* Required work *
Only lines holding "last" are wanted; copy each of them from the records below.

Collected data entries:
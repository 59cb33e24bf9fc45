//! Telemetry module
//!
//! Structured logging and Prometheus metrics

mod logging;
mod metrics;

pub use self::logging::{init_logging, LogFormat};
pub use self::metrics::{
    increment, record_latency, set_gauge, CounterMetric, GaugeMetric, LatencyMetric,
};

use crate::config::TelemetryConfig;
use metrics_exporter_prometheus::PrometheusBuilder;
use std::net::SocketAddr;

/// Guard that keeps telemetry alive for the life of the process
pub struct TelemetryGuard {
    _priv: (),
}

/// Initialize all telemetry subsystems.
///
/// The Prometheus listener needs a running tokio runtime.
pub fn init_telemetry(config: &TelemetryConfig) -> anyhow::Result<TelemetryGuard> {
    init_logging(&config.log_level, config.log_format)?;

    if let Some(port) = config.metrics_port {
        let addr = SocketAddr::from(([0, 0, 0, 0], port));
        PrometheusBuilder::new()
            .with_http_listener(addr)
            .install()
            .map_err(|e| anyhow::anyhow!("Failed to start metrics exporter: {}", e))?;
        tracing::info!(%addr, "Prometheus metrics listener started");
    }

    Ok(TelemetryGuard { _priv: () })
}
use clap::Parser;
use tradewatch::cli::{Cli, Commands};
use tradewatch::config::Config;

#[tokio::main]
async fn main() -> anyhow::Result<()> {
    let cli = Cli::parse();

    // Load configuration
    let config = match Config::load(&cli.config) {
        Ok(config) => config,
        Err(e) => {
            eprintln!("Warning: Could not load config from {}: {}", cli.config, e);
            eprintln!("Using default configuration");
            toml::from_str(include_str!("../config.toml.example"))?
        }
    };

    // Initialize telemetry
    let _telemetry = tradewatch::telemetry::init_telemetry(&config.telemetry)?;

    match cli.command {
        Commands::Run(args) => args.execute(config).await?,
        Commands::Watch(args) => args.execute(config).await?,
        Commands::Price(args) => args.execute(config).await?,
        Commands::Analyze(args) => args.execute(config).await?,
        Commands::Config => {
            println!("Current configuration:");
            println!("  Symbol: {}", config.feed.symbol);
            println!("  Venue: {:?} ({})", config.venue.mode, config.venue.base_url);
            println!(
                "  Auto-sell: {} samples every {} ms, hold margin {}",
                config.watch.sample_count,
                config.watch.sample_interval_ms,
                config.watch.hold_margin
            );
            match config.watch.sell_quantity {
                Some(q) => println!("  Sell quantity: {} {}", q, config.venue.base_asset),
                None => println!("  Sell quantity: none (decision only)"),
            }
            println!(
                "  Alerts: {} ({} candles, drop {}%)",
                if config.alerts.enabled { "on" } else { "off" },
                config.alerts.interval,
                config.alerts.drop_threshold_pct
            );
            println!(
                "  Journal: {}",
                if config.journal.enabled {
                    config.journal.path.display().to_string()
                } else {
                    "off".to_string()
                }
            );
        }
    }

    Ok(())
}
* * *
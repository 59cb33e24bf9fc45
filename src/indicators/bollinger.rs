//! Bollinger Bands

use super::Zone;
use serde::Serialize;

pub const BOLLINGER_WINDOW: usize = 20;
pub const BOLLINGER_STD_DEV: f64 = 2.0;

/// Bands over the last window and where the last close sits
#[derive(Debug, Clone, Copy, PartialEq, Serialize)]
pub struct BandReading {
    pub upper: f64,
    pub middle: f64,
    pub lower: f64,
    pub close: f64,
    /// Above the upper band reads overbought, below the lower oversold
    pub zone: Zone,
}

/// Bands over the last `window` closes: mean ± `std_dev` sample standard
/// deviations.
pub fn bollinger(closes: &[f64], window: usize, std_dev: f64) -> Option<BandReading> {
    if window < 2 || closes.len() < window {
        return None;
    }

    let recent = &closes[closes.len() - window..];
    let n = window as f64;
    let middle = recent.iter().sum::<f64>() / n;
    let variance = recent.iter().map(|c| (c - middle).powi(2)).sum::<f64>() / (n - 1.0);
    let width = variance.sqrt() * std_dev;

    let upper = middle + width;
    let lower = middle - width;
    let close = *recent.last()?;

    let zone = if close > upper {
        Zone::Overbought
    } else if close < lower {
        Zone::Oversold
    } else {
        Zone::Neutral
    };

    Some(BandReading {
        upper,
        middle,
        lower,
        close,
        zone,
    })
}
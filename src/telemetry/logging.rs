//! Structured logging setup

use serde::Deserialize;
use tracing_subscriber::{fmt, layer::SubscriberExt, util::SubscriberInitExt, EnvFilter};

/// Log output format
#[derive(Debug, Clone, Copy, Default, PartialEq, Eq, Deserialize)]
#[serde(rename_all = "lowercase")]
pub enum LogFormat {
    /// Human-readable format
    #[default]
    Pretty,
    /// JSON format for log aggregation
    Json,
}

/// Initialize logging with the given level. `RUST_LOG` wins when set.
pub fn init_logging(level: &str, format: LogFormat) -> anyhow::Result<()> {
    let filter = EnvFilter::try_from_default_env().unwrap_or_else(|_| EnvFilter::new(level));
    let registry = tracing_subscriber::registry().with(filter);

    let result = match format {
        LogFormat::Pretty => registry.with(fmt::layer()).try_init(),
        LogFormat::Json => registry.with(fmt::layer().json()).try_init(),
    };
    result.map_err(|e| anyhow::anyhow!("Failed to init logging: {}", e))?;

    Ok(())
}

* Answer to this task *
/// Bands over the last window and where the last close sits
/// Bands over the last `window` closes: mean ± `std_dev` sample standard
    let close = *recent.last()?;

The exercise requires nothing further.